Childhood rhabdomyosarcoma of the extremity: Results of combined modality therapy

Fifteen children with rhabdomyosarcoma of an extremity were treated with one of several combinations of surgery, radiotherapy, and chemotherapy, depending on stage of disease at diagnosis. All patients received combination chemotherapy administered as a 4‐ to 6‐week induction course, followed by 12 to 18 months of continuation chemotherapy. When feasible, the primary tumor was resected en bloc before chemotherapy was begun. Following the induction regimen, patients with either unresectable regional tumor, or disseminated tumor and an initial complete response to chemotherapy, received megavoltage radiotherapy to the primary site and regional lymphatics. Eleven of 15 patients (0.73) developed or maintained a complete tumor response to induction therapy alone. Radiotherapy maintained control of local disease in six of six patients treated.
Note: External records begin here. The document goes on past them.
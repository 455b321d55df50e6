use std::time::Duration;

use smart_default::SmartDefault;

use crate::error::Error;
use crate::params_pool::{MAX_EVICT_DELTA, MIN_EVICT_DELTA};

pub const DEFAULT_PORT: u16 = 9088;

/// A configuration for connection
///
/// ```rs
/// let mut opts1 = Opts::default();
/// opts1.port = 9090;
///
/// let mut opts2 = Opts::try_from("informix://localhost:9088/stores?locale=en_US.utf8")?;
/// opts2.auto_commit = true;
/// ```
#[derive(Debug, Clone, SmartDefault)]
pub struct Opts {
    /// Enable TCP_NODELAY socket option to disable Nagle's algorithm
    #[default(true)]
    pub tcp_nodelay: bool,

    /// Hostname or IP address
    #[default("localhost".to_string())]
    pub host: String,

    #[default(DEFAULT_PORT)]
    pub port: u16,

    /// Database selected during initial setup
    pub database: Option<String>,

    /// Switch autocommit on right after initial setup
    pub auto_commit: bool,

    /// Age after which a freed parameter container is dropped from the pool
    #[default(Duration::from_secs(60 * 60))]
    pub parameter_evict_delta: Duration,

    /// Session properties sent during initial setup, in URI order
    pub properties: Vec<(String, String)>,
}

impl TryFrom<&str> for Opts {
    type Error = Error;

    fn try_from(url: &str) -> Result<Self, Self::Error> {
        let parsed = url::Url::parse(url)
            .map_err(|e| Error::BadConfigError(format!("Failed to parse connection URL: {}", e)))?;

        if !matches!(parsed.scheme(), "informix" | "wiredb") {
            return Err(Error::BadConfigError(format!(
                "Invalid URL scheme '{}', expected 'informix'",
                parsed.scheme()
            )));
        }

        let host = parsed
            .host_str()
            .filter(|host| !host.is_empty())
            .ok_or_else(|| Error::BadConfigError(format!("No host in URL '{}'", url)))?
            .to_string();
        let port = parsed.port().unwrap_or(DEFAULT_PORT);

        let database = parsed
            .path()
            .strip_prefix('/')
            .filter(|db| !db.is_empty())
            .map(ToString::to_string);

        let mut opts = Self {
            host,
            port,
            database,
            ..Default::default()
        };

        for (key, value) in parsed.query_pairs() {
            match key.as_ref() {
                "tcp_nodelay" => opts.tcp_nodelay = parse_bool(&key, &value)?,
                "auto_commit" => opts.auto_commit = parse_bool(&key, &value)?,
                "parameter_evict_secs" => {
                    let secs: u64 = value.parse().map_err(|_e| {
                        Error::BadConfigError(format!("Invalid {}: '{}'", key, value))
                    })?;
                    opts.parameter_evict_delta = Duration::from_secs(secs);
                }
                _ => opts.properties.push((key.into_owned(), value.into_owned())),
            }
        }

        if !(MIN_EVICT_DELTA..=MAX_EVICT_DELTA).contains(&opts.parameter_evict_delta) {
            return Err(Error::BadConfigError(format!(
                "parameter_evict_secs must lie within {}..={}",
                MIN_EVICT_DELTA.as_secs(),
                MAX_EVICT_DELTA.as_secs()
            )));
        }

        Ok(opts)
    }
}

fn parse_bool(key: &str, value: &str) -> Result<bool, Error> {
    match value {
        "true" | "1" | "on" => Ok(true),
        "false" | "0" | "off" => Ok(false),
        _ => Err(Error::BadConfigError(format!(
            "Invalid {}: '{}', expected true or false",
            key, value
        ))),
    }
}
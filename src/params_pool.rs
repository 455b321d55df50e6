use std::time::{Duration, Instant};

use crate::constant::MAX_POOLED_PARAMETERS;
use crate::error::{Error, Result};
use crate::list::TimedFreeList;
use crate::params::Parameters;

pub const MIN_EVICT_DELTA: Duration = Duration::from_secs(1);
pub const MAX_EVICT_DELTA: Duration = Duration::from_secs(24 * 60 * 60);

/// Pool of parameter containers bucketed by parameter count
///
/// Containers with more than `MAX_POOLED_PARAMETERS` slots are never pooled.
/// Every `free` evicts containers that have been idle for longer than the
/// eviction delta, across all buckets.
#[derive(Debug)]
pub struct ParametersPool {
    buckets: Vec<Option<TimedFreeList<Parameters>>>,
    evict_delta: Duration,
}

impl ParametersPool {
    pub fn new(evict_delta: Duration) -> Result<Self> {
        if !(MIN_EVICT_DELTA..=MAX_EVICT_DELTA).contains(&evict_delta) {
            return Err(Error::BadConfigError(format!(
                "parameter pool eviction delta {:?} outside {:?}..={:?}",
                evict_delta, MIN_EVICT_DELTA, MAX_EVICT_DELTA
            )));
        }
        Ok(Self {
            buckets: (0..MAX_POOLED_PARAMETERS).map(|_| None).collect(),
            evict_delta,
        })
    }

    pub fn evict_delta(&self) -> Duration {
        self.evict_delta
    }

    /// A container of `count` unset slots, reusing the most recently freed one
    pub fn allocate(&mut self, count: usize) -> Result<Parameters> {
        if count == 0 {
            return Err(Error::BadUsageError(
                "cannot allocate an empty parameter container".to_string(),
            ));
        }
        let reused = self
            .bucket_mut(count)
            .and_then(|bucket| bucket.as_mut())
            .and_then(TimedFreeList::allocate);
        Ok(match reused {
            Some(mut parameters) => {
                parameters.clear();
                parameters
            }
            None => Parameters::new(count),
        })
    }

    /// A pooled container holding a deep copy of `source`
    pub fn allocate_copy(&mut self, source: &Parameters) -> Result<Parameters> {
        let mut parameters = self.allocate(source.len())?;
        parameters.copy_from(source)?;
        Ok(parameters)
    }

    /// Return `parameters` to its bucket, then evict idle containers
    ///
    /// Oversized containers are dropped, but eviction still runs.
    pub fn free(&mut self, parameters: Parameters, now: Instant) -> Result<()> {
        if let Some(bucket) = self.bucket_mut(parameters.len()) {
            bucket
                .get_or_insert_with(TimedFreeList::new)
                .free(parameters, now);
        }
        self.evict_timed_out(now)
    }

    /// Containers currently pooled for `count` parameters
    pub fn pooled(&self, count: usize) -> usize {
        count
            .checked_sub(1)
            .and_then(|index| self.buckets.get(index))
            .and_then(Option::as_ref)
            .map_or(0, TimedFreeList::len)
    }

    fn evict_timed_out(&mut self, now: Instant) -> Result<()> {
        let mut evicted = 0;
        for bucket in self.buckets.iter_mut().flatten() {
            evicted += bucket.evict_timed_out(now, self.evict_delta)?;
        }
        if evicted > 0 {
            tracing::debug!(evicted, "evicted idle parameter containers");
        }
        Ok(())
    }

    fn bucket_mut(&mut self, count: usize) -> Option<&mut Option<TimedFreeList<Parameters>>> {
        count
            .checked_sub(1)
            .and_then(|index| self.buckets.get_mut(index))
    }
}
Overall, six patients, including one with disseminated disease at diagnosis, are surviving 15 to 45 months from diagnosis; four have been clinically free of tumor for more than 36 months. The presence or absence of dissemination at diagnosis and location of primary tumor on the extremity were significant determinants of survival (p < .01). Antecedent trauma to the primary site resulted in delay in diagnosis in five patients but did not directly affect survival. Documented bone marrow infiltration during the clinical course was associated with either cardiac or intracranial tumor or both in five of six evaluable patients. Primary involvement of an extremity by rhabdomyosarcoma has been reported to have an unfavorable influence upon survival compared with involvement of nonextremity sites. The combined results of the current study and more recent prospective controlled series fail to support these earlier studies and demonstrate that any prognostic significance of anatomic site is lost, when analyzed by stage. Cancer 40:2810‐2816, 1977.